■ **Input data**
*****

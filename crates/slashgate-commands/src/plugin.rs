//! Plugins: named bundles of commands with a shared error handler and an
//! optional async load hook.

use std::sync::Arc;

use tracing::info;

use crate::command::PluginRef;
use crate::group::Node;
use crate::handler::{ErrorHandler, LoadHook, SharedErrorHandler};

#[derive(Debug, thiserror::Error)]
pub enum PluginLoadError {
    #[error("plugin {plugin:?} failed to load: {source:#}")]
    Hook {
        plugin: String,
        #[source]
        source: anyhow::Error,
    },

    #[error("plugin {0:?} is already loaded")]
    Duplicate(String),

    #[error("plugin {plugin:?} defines {command:?}, which is already registered")]
    CommandConflict { plugin: String, command: String },
}

pub struct Plugin {
    name: String,
    nodes: Vec<Node>,
    error_handler: Option<SharedErrorHandler>,
    on_load: Option<Arc<dyn LoadHook>>,
}

impl std::fmt::Debug for Plugin {
    fn fmt(&self, f: &mut std::fmt::Formatter<'_>) -> std::fmt::Result {
        f.debug_struct("Plugin")
            .field("name", &self.name)
            .field("commands", &self.nodes.len())
            .finish_non_exhaustive()
    }
}

impl Plugin {
    pub fn new(name: impl Into<String>) -> Self {
        Self {
            name: name.into(),
            nodes: Vec::new(),
            error_handler: None,
            on_load: None,
        }
    }

    /// Add a top-level command or group.
    pub fn command(mut self, node: impl Into<Node>) -> Self {
        self.nodes.push(node.into());
        self
    }

    /// Error handler for every command in this plugin that has none of its own.
    pub fn on_error(mut self, handler: impl ErrorHandler) -> Self {
        self.error_handler = Some(Arc::new(handler));
        self
    }

    pub fn on_load(mut self, hook: impl LoadHook) -> Self {
        self.on_load = Some(Arc::new(hook));
        self
    }

    pub fn name(&self) -> &str {
        &self.name
    }

    pub fn nodes(&self) -> &[Node] {
        &self.nodes
    }

    /// Await the load hook, then hand over the plugin's commands tagged with
    /// their owning plugin.
    pub async fn load(self) -> Result<Vec<Node>, PluginLoadError> {
        if let Some(hook) = &self.on_load {
            hook.call().await.map_err(|source| PluginLoadError::Hook {
                plugin: self.name.clone(),
                source,
            })?;
        }

        let owner = PluginRef {
            name: self.name.clone(),
            error_handler: self.error_handler.clone(),
        };
        let mut nodes = self.nodes;
        for node in &mut nodes {
            node.set_plugin(&owner);
        }
        info!(plugin = %self.name, commands = nodes.len(), "plugin loaded");
        Ok(nodes)
    }
}

#[cfg(test)]
mod tests {
    use super::*;
    use crate::binder::Arguments;
    use crate::command::Command;
    use crate::context::InteractionContext;
    use crate::group::Group;

    async fn noop(_ctx: InteractionContext, _args: Arguments) -> anyhow::Result<()> {
        Ok(())
    }

    async fn failing_hook() -> anyhow::Result<()> {
        anyhow::bail!("database unreachable")
    }

    async fn ok_hook() -> anyhow::Result<()> {
        Ok(())
    }

    #[tokio::test]
    async fn load_tags_every_leaf_with_the_plugin() {
        let group = Group::new("shop", "Shop")
            .unwrap()
            .with(Command::new("buy", "Buy", vec![], noop).unwrap())
            .unwrap();
        let plugin = Plugin::new("commerce")
            .command(group)
            .command(Command::new("ping", "Ping", vec![], noop).unwrap())
            .on_load(ok_hook);

        let nodes = plugin.load().await.unwrap();
        let owners: Vec<_> = nodes
            .iter()
            .flat_map(Node::commands)
            .map(|c| c.plugin())
            .collect();
        assert_eq!(owners, vec![Some("commerce"), Some("commerce")]);
    }

    #[tokio::test]
    async fn hook_failure_is_a_load_error() {
        let err = Plugin::new("broken").on_load(failing_hook).load().await.unwrap_err();
        assert!(matches!(err, PluginLoadError::Hook { ref plugin, .. } if plugin == "broken"));
        assert!(err.to_string().contains("database unreachable"));
    }
}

*****

■ **Aim of the exercise**
Set every line of the listing down word for word.

■ **Task output**
filename crates/slashgate-commands/src/plugin.rs
//! Plugins: named bundles of commands with a shared error handler and an
//! optional async load hook.

use std::sync::Arc;

use tracing::info;

use crate::command::PluginRef;
use crate::group::Node;
use crate::handler::{ErrorHandler, LoadHook, SharedErrorHandler};

#[derive(Debug, thiserror::Error)]
pub enum PluginLoadError {
    #[error("plugin {plugin:?} failed to load: {source:#}")]
    Hook {
        plugin: String,
        #[source]
        source: anyhow::Error,
    },

    #[error("plugin {0:?} is already loaded")]
    Duplicate(String),

    #[error("plugin {plugin:?} defines {command:?}, which is already registered")]
    CommandConflict { plugin: String, command: String },
}

pub struct Plugin {
    name: String,
    nodes: Vec<Node>,
    error_handler: Option<SharedErrorHandler>,
    on_load: Option<Arc<dyn LoadHook>>,
}

impl std::fmt::Debug for Plugin {
    fn fmt(&self, f: &mut std::fmt::Formatter<'_>) -> std::fmt::Result {
        f.debug_struct("Plugin")
            .field("name", &self.name)
            .field("commands", &self.nodes.len())
            .finish_non_exhaustive()
    }
}

impl Plugin {
    pub fn new(name: impl Into<String>) -> Self {
        Self {
            name: name.into(),
            nodes: Vec::new(),
            error_handler: None,
            on_load: None,
        }
    }

    /// Add a top-level command or group.
    pub fn command(mut self, node: impl Into<Node>) -> Self {
        self.nodes.push(node.into());
        self
    }

    /// Error handler for every command in this plugin that has none of its own.
    pub fn on_error(mut self, handler: impl ErrorHandler) -> Self {
        self.error_handler = Some(Arc::new(handler));
        self
    }

    pub fn on_load(mut self, hook: impl LoadHook) -> Self {
        self.on_load = Some(Arc::new(hook));
        self
    }

    pub fn name(&self) -> &str {
        &self.name
    }

    pub fn nodes(&self) -> &[Node] {
        &self.nodes
    }

    /// Await the load hook, then hand over the plugin's commands tagged with
    /// their owning plugin.
    pub async fn load(self) -> Result<Vec<Node>, PluginLoadError> {
        if let Some(hook) = &self.on_load {
            hook.call().await.map_err(|source| PluginLoadError::Hook {
                plugin: self.name.clone(),
                source,
            })?;
        }

        let owner = PluginRef {
            name: self.name.clone(),
            error_handler: self.error_handler.clone(),
        };
        let mut nodes = self.nodes;
        for node in &mut nodes {
            node.set_plugin(&owner);
        }
        info!(plugin = %self.name, commands = nodes.len(), "plugin loaded");
        Ok(nodes)
    }
}

#[cfg(test)]
mod tests {
    use super::*;
    use crate::binder::Arguments;
    use crate::command::Command;
    use crate::context::InteractionContext;
    use crate::group::Group;

    async fn noop(_ctx: InteractionContext, _args: Arguments) -> anyhow::Result<()> {
        Ok(())
    }

    async fn failing_hook() -> anyhow::Result<()> {
        anyhow::bail!("database unreachable")
    }

    async fn ok_hook() -> anyhow::Result<()> {
        Ok(())
    }

    #[tokio::test]
    async fn load_tags_every_leaf_with_the_plugin() {
        let group = Group::new("shop", "Shop")
            .unwrap()
            .with(Command::new("buy", "Buy", vec![], noop).unwrap())
            .unwrap();
        let plugin = Plugin::new("commerce")
            .command(group)
            .command(Command::new("ping", "Ping", vec![], noop).unwrap())
            .on_load(ok_hook);

        let nodes = plugin.load().await.unwrap();
        let owners: Vec<_> = nodes
            .iter()
            .flat_map(Node::commands)
            .map(|c| c.plugin())
            .collect();
        assert_eq!(owners, vec![Some("commerce"), Some("commerce")]);
    }

    #[tokio::test]
    async fn hook_failure_is_a_load_error() {
        let err = Plugin::new("broken").on_load(failing_hook).load().await.unwrap_err();
        assert!(matches!(err, PluginLoadError::Hook { ref plugin, .. } if plugin == "broken"));
        assert!(err.to_string().contains("database unreachable"));
    }
}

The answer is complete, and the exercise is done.